REQUIREMENT
What you write should be an exact copy of the material, from its first line through the line containing "never been fit.".

EXERCISE DATA
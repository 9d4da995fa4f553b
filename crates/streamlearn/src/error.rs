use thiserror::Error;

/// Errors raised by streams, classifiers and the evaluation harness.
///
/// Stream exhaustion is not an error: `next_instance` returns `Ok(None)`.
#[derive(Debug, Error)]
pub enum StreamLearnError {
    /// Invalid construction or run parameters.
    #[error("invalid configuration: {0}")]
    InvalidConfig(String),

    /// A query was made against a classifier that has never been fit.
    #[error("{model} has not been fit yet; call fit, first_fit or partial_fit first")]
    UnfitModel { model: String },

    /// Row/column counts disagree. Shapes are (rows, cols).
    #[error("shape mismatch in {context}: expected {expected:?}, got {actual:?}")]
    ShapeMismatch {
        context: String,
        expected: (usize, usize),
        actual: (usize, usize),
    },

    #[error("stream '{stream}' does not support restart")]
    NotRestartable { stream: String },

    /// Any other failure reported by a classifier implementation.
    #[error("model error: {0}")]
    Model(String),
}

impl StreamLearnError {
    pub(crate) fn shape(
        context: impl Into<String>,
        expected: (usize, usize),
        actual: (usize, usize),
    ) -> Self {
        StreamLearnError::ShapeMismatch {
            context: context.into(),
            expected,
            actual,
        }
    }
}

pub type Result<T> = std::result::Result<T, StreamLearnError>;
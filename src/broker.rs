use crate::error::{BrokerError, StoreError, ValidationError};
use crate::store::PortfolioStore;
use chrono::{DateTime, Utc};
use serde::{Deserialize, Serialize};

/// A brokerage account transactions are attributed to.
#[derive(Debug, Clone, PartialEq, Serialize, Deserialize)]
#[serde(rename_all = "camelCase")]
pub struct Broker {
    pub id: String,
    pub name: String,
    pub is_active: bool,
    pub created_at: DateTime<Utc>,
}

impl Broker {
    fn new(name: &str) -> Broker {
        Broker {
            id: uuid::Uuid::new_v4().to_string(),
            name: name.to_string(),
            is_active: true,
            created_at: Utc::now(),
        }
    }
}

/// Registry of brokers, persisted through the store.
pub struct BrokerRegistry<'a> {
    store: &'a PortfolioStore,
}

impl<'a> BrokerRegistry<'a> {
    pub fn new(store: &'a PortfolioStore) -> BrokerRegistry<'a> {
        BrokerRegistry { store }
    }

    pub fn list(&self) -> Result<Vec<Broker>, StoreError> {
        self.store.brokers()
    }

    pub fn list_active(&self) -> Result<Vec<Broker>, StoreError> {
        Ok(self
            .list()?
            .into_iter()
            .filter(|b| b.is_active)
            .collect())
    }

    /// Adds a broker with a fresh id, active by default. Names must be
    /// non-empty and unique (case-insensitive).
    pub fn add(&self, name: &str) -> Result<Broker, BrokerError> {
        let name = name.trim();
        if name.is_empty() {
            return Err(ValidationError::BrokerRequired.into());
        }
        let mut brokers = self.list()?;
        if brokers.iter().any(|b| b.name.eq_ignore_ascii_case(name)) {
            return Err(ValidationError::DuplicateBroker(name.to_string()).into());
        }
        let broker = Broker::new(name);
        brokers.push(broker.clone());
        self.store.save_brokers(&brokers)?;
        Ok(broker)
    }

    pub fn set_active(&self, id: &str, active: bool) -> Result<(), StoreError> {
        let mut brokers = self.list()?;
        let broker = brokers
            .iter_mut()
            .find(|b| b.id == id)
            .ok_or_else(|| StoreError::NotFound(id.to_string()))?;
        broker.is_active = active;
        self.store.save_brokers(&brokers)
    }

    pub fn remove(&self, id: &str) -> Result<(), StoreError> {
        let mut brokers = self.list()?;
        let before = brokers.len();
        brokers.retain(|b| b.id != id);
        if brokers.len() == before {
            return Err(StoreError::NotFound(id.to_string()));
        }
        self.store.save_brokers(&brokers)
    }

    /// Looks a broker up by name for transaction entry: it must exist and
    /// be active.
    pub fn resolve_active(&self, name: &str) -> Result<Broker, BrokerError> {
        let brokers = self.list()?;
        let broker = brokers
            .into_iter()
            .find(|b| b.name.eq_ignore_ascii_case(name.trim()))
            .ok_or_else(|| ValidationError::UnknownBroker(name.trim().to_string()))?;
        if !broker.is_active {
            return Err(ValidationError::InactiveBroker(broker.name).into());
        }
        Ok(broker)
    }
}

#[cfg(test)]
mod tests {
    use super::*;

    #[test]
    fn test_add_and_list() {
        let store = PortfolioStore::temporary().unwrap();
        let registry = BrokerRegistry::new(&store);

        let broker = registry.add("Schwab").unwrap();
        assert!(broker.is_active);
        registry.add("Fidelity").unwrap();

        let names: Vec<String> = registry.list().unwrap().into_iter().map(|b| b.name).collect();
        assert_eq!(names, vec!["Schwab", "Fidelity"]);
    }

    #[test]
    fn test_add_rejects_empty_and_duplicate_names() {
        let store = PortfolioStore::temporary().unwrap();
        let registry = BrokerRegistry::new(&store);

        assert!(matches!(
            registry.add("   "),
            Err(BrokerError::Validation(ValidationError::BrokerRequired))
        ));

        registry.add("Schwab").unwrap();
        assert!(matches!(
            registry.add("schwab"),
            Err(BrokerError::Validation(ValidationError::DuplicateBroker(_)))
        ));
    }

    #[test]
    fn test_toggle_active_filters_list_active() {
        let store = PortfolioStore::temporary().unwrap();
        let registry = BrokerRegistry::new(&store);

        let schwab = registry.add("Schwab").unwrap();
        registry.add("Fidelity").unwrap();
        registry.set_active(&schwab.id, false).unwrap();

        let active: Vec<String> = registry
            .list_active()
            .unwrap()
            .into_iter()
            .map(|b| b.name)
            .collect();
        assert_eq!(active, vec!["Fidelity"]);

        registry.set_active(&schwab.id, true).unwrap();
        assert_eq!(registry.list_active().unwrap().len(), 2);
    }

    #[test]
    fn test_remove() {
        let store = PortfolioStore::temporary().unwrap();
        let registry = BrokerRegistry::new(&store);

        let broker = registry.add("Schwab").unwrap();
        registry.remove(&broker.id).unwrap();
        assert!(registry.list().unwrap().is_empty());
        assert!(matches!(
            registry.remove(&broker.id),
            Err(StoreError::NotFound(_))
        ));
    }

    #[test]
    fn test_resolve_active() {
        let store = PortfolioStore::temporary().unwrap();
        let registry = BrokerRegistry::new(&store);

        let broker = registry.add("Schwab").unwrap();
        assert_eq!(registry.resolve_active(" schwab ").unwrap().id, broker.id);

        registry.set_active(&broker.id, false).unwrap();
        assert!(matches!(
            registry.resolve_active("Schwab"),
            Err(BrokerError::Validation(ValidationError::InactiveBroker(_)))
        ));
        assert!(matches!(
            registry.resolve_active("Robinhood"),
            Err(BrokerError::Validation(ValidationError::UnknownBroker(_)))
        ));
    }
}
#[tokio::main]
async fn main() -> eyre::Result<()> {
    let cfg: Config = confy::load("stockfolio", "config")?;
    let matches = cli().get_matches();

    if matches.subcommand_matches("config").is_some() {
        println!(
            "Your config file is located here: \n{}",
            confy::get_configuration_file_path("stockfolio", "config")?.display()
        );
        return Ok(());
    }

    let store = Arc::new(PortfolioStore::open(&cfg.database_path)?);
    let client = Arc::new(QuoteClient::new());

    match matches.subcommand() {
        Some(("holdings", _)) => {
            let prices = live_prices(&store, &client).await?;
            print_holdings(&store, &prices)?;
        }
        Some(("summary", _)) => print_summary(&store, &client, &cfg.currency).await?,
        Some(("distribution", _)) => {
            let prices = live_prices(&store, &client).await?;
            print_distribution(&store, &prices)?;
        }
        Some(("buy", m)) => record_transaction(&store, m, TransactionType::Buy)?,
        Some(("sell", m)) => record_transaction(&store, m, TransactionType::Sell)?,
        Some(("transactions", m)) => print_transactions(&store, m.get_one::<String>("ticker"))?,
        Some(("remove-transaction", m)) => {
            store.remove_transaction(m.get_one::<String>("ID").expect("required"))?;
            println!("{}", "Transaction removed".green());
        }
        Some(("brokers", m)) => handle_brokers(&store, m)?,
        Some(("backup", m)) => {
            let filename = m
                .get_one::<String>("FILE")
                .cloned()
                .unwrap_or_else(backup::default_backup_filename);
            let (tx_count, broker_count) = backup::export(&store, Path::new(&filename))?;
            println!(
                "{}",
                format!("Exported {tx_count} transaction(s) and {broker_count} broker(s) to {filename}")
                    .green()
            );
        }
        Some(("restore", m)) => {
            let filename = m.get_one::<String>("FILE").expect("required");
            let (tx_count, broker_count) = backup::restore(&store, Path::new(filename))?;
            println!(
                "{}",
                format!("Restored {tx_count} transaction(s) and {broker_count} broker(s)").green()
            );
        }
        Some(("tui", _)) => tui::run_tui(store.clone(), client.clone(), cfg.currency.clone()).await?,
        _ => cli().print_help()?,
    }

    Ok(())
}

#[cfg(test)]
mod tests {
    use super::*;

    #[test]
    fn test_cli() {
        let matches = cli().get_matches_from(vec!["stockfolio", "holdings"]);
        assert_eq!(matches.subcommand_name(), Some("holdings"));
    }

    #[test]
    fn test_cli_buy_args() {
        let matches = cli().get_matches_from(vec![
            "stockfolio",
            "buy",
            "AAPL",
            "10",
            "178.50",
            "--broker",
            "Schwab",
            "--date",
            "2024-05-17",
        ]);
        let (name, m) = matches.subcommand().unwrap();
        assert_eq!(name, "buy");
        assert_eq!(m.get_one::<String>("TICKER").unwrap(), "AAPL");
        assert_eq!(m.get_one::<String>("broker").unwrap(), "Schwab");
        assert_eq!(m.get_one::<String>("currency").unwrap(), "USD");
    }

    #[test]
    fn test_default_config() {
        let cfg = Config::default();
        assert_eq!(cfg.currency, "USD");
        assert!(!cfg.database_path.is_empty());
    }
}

EXERCISE OUTPUT
repository 9d4da995fa4f553b
filename crates/streamlearn/src/error.rs
use thiserror::Error;

/// Errors raised by streams, classifiers and the evaluation harness.
///
/// Stream exhaustion is not an error: `next_instance` returns `Ok(None)`.
#[derive(Debug, Error)]
pub enum StreamLearnError {
    /// Invalid construction or run parameters.
    #[error("invalid configuration: {0}")]
    InvalidConfig(String),

    /// A query was made against a classifier that has never been fit.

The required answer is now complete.